The Channel Islands aren't part of the UK though, she's right. That's why they were never in the EU for example.

If it's a UK group she's correct to refuse entry to people from the Channel Islands - else where do you draw the line? Isle of Man, Ireland, USA?

If it's a support group, though; does it really matter?
Noidlet · 27/04/2021 10:48

I know exactly which group you are talking about and so couple of things:

  1. The founder and other admins have been just as 'blunt' around people moving up to the next group when they spot a post that belongs there. They do this to keep the chat baby related, not toddler related.
  1. That person's post was reposted by an admin (possibly the same?) on the next group up so the parent would have instant answers and feedback when they transfered to the new group.

As for the imposter issue, if someone is taking the time to help out with the administrative side of a charity related FB group, obviously the founder / organisation trusts them. If they're not actively lying about things or misrepresenting themselves I don't see a problem.
Charities and support groups are extremely difficult to maintain with volunteers, don't begrudge anyone helping out.
YABU

Constantcrayfish · 27/04/2021 10:57

@skirk64

The Channel Islands aren't part of the UK though, she's right. That's why they were never in the EU for example.

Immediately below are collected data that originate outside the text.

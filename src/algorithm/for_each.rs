use crate::cursor::{InputCursor, Readable, Sentinel};
use crate::invoke::projected_read;
use crate::sequence::{SafeCursor, Sequence, safe_cursor};

use super::InFun;

/// Call `fun` on every projected element, in order.
///
/// Returns the end position and `fun`, with any state it accumulated.
pub fn for_each<I, S, F, P, U>(mut first: I, last: S, mut fun: F, mut proj: P) -> InFun<I, F>
where
    I: InputCursor,
    S: Sentinel<I>,
    P: FnMut(I::Item) -> U,
    F: FnMut(U),
{
    while !last.is_end(&first) {
        fun(projected_read(&first, &mut proj));
        first.advance();
    }
    InFun { input: first, fun }
}

pub fn for_each_in<R, F, P, U>(seq: R, fun: F, proj: P) -> InFun<SafeCursor<R>, F>
where
    R: Sequence<Cursor: InputCursor>,
    P: FnMut(<R::Cursor as Readable>::Item) -> U,
    F: FnMut(U),
{
    let InFun { input, fun } = for_each(seq.start(), seq.end(), fun, proj);
    InFun {
        input: safe_cursor::<R>(input),
        fun,
    }
}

If it's a UK group she's correct to refuse entry to people from the Channel Islands - else where do you draw the line? Isle of Man, Ireland, USA?

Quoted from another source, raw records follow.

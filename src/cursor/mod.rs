//! # Layer 2: Cursors
//!
//! A cursor is a position inside a sequence. The traversal strengths form a
//! strict refinement chain; reading, writing and swapping are an orthogonal
//! axis that any strength may add.
//!
//! ```text
//!  WeaklyIncrementable ──> OutputCursor<T>   (+ Writable<T>)
//!          │
//!        Cursor  (+ PartialEq)  ──> InputCursor  (+ Readable)
//!          │
//!    ForwardCursor      multi-pass, Clone
//!          │
//!  BidirectionalCursor  retreat
//!          │
//!  RandomAccessCursor   offset / distance_to, O(1)
//!          │
//!   ContiguousCursor    address of the element
//! ```
//!
//! Conjunction-only capabilities (`Cursor`, `InputCursor`, `OutputCursor`)
//! come from blanket impls. The semantic refinements carry promises the
//! compiler cannot check, so cursor types declare them explicitly.
//!
//! A [`Sentinel`] marks the end of a traversal without having to be a
//! cursor itself; every cursor is a sentinel for its own type.

pub mod counted;
pub mod dangling;
pub mod ops;
pub mod pointer;
pub mod sentinel;
pub mod slice;

#[cfg(feature = "alloc")]
pub mod insert;

pub use counted::Counted;
pub use dangling::Dangling;
pub use ops::{
    advance_bounded, advance_n, advance_to, distance, iter_swap, next, next_n, next_to, prev,
    retreat_n, sized_distance,
};
pub use sentinel::{Adaptor, BaseSentinel, DefaultSentinel, Unreachable};
pub use slice::{SliceCursor, SliceMutCursor};

#[cfg(feature = "alloc")]
pub use insert::BackInserter;

// =============================================================================
// Traversal
// =============================================================================

/// Can move to the next position.
///
/// Output-only positions (an inserter, a counted writer) stop here: they
/// have no meaningful equality.
#[diagnostic::on_unimplemented(
    message = "`{Self}` cannot be advanced",
    label = "requires `WeaklyIncrementable`",
    note = "implement `WeaklyIncrementable::advance` to step to the next position"
)]
pub trait WeaklyIncrementable: Sized {
    /// Step to the next position.
    fn advance(&mut self);
}

/// An advanceable position that is equality comparable with itself.
#[diagnostic::on_unimplemented(
    message = "`{Self}` is not a cursor",
    label = "requires `Cursor` (`WeaklyIncrementable + PartialEq`)"
)]
pub trait Cursor: WeaklyIncrementable + PartialEq {}
impl<I: WeaklyIncrementable + PartialEq> Cursor for I {}

/// Multi-pass cursor.
///
/// Copies advance independently: cloning a cursor and advancing the clone
/// never changes what the original reads, and two copies advanced the same
/// number of times compare equal and read the same element.
#[diagnostic::on_unimplemented(
    message = "`{Self}` is not a forward cursor",
    label = "requires `ForwardCursor`",
    note = "single-pass cursors cannot be traversed more than once"
)]
pub trait ForwardCursor: Cursor + Clone {}

/// Forward cursor that can also step back.
#[diagnostic::on_unimplemented(
    message = "`{Self}` is not a bidirectional cursor",
    label = "requires `BidirectionalCursor`"
)]
pub trait BidirectionalCursor: ForwardCursor {
    /// Step to the previous position.
    fn retreat(&mut self);

    /// Number of advances from `self` to `to`, when it is known without
    /// walking.
    ///
    /// Random-access cursors (and counted cursors) return `Some`; algorithms
    /// use it to pick their random-access strategy.
    #[inline]
    fn random_distance(&self, to: &Self) -> Option<isize> {
        let _ = to;
        None
    }
}

/// Bidirectional cursor with O(1) offset and distance.
///
/// `a.distance_to(&b) == n` exactly when offsetting `a` by `n` yields `b`.
/// Implementors also override [`BidirectionalCursor::random_distance`].
#[diagnostic::on_unimplemented(
    message = "`{Self}` is not a random-access cursor",
    label = "requires `RandomAccessCursor`"
)]
pub trait RandomAccessCursor: BidirectionalCursor + PartialOrd {
    /// Move by `n` positions; negative `n` moves backwards.
    fn offset(&mut self, n: isize);

    /// Number of advances from `self` to `to` (negative if `to` is behind).
    fn distance_to(&self, to: &Self) -> isize;
}

/// Random-access cursor whose elements are adjacent in memory.
#[diagnostic::on_unimplemented(
    message = "`{Self}` is not a contiguous cursor",
    label = "requires `ContiguousCursor`"
)]
pub trait ContiguousCursor: RandomAccessCursor {
    type Element;

    /// Address of the element at this position.
    fn address(&self) -> *const Self::Element;
}

// =============================================================================
// Access
// =============================================================================

/// Dereference for reading.
///
/// `Item` is whatever the cursor yields, a reference (`&'a T`) or a value,
/// and is passed on to projections unchanged.
#[diagnostic::on_unimplemented(
    message = "`{Self}` cannot be read through",
    label = "requires `Readable`"
)]
pub trait Readable {
    type Item;

    /// Element at this position. Reading an end position is a precondition
    /// violation.
    fn read(&self) -> Self::Item;
}

/// Dereference for writing a `T`.
#[diagnostic::on_unimplemented(
    message = "`{Self}` cannot be written with `{T}`",
    label = "requires `Writable<{T}>`"
)]
pub trait Writable<T> {
    fn write(&mut self, value: T);
}

/// Exchange the elements two cursors refer to.
#[diagnostic::on_unimplemented(
    message = "elements under `{Self}` cannot be swapped",
    label = "requires `IndirectlySwappable`"
)]
pub trait IndirectlySwappable {
    fn swap_with(&mut self, other: &mut Self);
}

/// Readable single-pass cursor.
#[diagnostic::on_unimplemented(
    message = "`{Self}` is not an input cursor",
    label = "requires `InputCursor` (`Cursor + Readable`)"
)]
pub trait InputCursor: Cursor + Readable {}
impl<I: Cursor + Readable> InputCursor for I {}

/// Advanceable position that accepts writes of `T`.
#[diagnostic::on_unimplemented(
    message = "`{Self}` is not an output cursor for `{T}`",
    label = "requires `OutputCursor<{T}>` (`WeaklyIncrementable + Writable<{T}>`)"
)]
pub trait OutputCursor<T>: WeaklyIncrementable + Writable<T> {}
impl<O: WeaklyIncrementable + Writable<T>, T> OutputCursor<T> for O {}

// =============================================================================
// Sentinels
// =============================================================================

/// End marker comparable against cursors of type `I`.
#[diagnostic::on_unimplemented(
    message = "`{Self}` cannot terminate a traversal over `{I}`",
    label = "requires `Sentinel<{I}>`"
)]
pub trait Sentinel<I: Cursor> {
    /// Whether `cursor` has reached this end.
    fn is_end(&self, cursor: &I) -> bool;

    /// The end as a cursor, for sentinels that are cursors themselves.
    ///
    /// Returns the sentinel back when it is not convertible; callers then
    /// have to walk to it.
    #[inline]
    fn into_cursor(self) -> Result<I, Self>
    where
        Self: Sized,
    {
        Err(self)
    }
}

impl<I: Cursor> Sentinel<I> for I {
    #[inline]
    fn is_end(&self, cursor: &I) -> bool {
        cursor == self
    }

    #[inline]
    fn into_cursor(self) -> Result<I, Self> {
        Ok(self)
    }
}

/// Sentinel whose distance from a cursor is known in O(1).
#[diagnostic::on_unimplemented(
    message = "the distance from `{I}` to `{Self}` is not known in constant time",
    label = "requires `SizedSentinel<{I}>`"
)]
pub trait SizedSentinel<I: Cursor>: Sentinel<I> {
    /// Number of advances needed for `cursor` to reach this end.
    fn distance_from(&self, cursor: &I) -> isize;
}

impl<I: RandomAccessCursor> SizedSentinel<I> for I {
    #[inline]
    fn distance_from(&self, cursor: &I) -> isize {
        cursor.distance_to(self)
    }
}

No, but they are in the British Isles and have a lot in common with the UK. It feels very nit-picky to exclude the handful of people living there who might want to get some support at any one time. I'd also include the Isle of Man and Ireland personally.
lunar1 · 27/04/2021 11:05

It's really important to move people on to age appropriate groups. I will never forget going to a breastfeeding support group for the first and only time. I was seriously struggling with feeding, was in pain and generally desperate for help.

There was only one other person there with a newborn, it was full of toddlers and preschoolers running round, I had to sit on the floor at the regulars had the chairs. The parents were there for a chat as they had all been there so long and the supposed breastfeeding support workers were just part of the NHS funded social group.

I ended up sobbing on the phone to the midwife who had recommended I went.

Age recommendations exist for a reason.

I would imagine this volunteer has reasons for her connection to DS. Is she actually doing anything problematic?